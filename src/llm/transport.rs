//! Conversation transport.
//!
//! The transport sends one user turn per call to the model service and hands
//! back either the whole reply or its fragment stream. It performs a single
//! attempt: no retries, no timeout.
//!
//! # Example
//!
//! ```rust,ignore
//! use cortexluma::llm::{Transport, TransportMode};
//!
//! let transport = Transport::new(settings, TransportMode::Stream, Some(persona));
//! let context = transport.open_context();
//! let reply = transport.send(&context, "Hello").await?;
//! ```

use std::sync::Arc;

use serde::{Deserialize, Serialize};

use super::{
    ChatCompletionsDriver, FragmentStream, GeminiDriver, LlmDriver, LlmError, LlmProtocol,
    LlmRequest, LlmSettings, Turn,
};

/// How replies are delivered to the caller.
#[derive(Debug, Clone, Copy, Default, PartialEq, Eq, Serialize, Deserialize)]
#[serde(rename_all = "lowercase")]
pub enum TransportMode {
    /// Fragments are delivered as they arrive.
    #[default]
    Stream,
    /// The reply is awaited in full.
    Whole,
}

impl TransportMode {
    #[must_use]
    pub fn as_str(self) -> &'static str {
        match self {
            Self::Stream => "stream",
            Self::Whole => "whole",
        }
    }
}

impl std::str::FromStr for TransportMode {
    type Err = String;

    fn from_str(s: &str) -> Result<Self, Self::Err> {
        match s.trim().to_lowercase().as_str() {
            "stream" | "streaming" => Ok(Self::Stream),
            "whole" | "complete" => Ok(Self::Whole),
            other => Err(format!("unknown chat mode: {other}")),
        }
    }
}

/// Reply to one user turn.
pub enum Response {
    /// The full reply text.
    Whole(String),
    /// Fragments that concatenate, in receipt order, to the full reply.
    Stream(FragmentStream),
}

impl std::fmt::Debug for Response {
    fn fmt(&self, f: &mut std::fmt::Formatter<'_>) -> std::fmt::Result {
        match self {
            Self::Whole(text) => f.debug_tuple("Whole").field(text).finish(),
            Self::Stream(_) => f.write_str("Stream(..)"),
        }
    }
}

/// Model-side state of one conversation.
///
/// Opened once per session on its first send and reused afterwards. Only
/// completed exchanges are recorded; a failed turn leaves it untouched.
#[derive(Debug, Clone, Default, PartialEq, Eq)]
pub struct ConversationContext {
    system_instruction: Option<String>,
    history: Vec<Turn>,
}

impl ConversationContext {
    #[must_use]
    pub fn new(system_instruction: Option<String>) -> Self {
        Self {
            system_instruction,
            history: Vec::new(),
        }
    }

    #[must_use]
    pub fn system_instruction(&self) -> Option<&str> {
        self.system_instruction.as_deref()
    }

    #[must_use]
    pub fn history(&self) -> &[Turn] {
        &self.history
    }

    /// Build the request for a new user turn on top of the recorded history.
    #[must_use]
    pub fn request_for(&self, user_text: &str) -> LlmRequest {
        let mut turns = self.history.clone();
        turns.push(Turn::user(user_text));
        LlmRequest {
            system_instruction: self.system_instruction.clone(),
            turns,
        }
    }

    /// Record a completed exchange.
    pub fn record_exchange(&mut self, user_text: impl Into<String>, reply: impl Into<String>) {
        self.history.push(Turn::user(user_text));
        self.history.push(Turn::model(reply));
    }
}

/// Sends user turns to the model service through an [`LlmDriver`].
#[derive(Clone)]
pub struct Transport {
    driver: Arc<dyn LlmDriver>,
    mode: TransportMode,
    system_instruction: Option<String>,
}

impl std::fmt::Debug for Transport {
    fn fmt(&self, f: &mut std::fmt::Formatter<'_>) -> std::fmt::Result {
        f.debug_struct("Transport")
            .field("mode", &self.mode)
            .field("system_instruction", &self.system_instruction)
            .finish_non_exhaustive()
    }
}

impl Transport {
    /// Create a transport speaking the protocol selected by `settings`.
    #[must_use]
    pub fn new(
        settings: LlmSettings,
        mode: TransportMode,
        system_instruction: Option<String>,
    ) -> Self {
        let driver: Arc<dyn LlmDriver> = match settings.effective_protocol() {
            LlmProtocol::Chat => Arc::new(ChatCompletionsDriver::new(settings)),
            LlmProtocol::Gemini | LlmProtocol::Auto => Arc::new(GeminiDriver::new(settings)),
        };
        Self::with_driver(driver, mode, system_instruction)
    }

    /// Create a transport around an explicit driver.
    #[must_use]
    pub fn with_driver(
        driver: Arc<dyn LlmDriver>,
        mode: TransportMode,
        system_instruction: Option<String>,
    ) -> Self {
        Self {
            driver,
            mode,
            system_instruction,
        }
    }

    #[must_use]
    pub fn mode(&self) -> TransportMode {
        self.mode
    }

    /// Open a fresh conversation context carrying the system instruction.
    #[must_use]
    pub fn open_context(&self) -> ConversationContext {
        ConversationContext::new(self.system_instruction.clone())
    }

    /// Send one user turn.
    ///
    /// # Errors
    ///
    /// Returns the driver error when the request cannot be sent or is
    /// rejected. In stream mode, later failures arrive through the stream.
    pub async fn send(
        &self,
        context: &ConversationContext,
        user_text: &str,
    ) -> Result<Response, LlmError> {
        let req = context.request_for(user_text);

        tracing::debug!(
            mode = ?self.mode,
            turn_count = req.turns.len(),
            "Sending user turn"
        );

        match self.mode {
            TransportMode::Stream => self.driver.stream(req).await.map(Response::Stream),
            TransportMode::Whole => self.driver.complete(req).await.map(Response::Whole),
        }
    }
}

--

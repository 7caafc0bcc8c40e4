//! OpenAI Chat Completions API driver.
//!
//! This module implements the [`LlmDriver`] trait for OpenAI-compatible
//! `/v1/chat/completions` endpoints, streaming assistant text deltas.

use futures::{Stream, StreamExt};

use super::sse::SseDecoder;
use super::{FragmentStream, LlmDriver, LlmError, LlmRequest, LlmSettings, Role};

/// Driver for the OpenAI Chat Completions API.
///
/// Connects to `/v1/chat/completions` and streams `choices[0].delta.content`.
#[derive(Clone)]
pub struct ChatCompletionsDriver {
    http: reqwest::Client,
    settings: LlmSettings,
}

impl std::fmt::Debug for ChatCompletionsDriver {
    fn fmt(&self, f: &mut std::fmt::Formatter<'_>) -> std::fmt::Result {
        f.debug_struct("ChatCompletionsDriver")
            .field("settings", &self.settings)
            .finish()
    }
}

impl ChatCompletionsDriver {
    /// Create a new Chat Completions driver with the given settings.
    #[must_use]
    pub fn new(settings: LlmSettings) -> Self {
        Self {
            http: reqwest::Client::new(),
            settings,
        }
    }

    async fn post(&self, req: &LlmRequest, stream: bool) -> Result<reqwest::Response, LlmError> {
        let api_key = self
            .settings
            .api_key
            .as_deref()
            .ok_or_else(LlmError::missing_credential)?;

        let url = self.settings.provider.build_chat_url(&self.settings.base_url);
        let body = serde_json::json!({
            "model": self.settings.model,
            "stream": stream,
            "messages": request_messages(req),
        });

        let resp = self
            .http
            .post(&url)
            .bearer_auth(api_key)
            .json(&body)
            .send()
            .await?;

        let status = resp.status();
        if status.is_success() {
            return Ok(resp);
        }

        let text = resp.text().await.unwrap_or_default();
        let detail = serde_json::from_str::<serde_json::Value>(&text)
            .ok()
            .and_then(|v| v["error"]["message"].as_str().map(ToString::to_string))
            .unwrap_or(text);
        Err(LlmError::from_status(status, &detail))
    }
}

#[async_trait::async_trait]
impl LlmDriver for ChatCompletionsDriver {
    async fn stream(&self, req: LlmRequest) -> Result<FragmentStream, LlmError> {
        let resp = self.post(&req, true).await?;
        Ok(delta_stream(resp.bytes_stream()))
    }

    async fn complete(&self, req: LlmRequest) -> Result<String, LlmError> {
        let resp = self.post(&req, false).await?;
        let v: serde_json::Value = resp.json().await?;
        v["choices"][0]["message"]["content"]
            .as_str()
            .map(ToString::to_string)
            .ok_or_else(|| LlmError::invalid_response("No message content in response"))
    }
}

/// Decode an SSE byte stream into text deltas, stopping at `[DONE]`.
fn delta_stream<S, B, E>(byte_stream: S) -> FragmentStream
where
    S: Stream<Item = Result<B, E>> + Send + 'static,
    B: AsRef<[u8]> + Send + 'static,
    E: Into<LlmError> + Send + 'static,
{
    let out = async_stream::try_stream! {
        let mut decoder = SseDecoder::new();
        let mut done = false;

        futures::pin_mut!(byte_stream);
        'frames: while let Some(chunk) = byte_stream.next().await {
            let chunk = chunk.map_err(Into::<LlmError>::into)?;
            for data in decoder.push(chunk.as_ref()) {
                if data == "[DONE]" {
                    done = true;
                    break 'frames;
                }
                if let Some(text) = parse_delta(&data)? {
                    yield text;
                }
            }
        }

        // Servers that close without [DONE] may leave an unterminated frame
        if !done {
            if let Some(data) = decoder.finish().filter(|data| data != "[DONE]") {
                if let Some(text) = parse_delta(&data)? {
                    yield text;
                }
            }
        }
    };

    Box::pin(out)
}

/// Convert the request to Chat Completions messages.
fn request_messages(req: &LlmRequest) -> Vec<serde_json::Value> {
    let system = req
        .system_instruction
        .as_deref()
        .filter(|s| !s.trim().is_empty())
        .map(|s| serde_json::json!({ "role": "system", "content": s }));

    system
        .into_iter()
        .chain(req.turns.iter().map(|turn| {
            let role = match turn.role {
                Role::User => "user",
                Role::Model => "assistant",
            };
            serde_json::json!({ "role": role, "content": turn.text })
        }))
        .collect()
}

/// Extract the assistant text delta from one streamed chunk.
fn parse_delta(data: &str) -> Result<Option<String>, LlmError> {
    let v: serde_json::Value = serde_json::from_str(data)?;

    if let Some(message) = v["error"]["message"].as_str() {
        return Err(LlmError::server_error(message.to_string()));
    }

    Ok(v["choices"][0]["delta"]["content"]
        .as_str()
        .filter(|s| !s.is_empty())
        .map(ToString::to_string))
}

**Prompt:**
Pull out all lines in the data above that include "status".

**Answer box:**
        let status = resp.status();
        if status.is_success() {
        Err(LlmError::from_status(status, &detail))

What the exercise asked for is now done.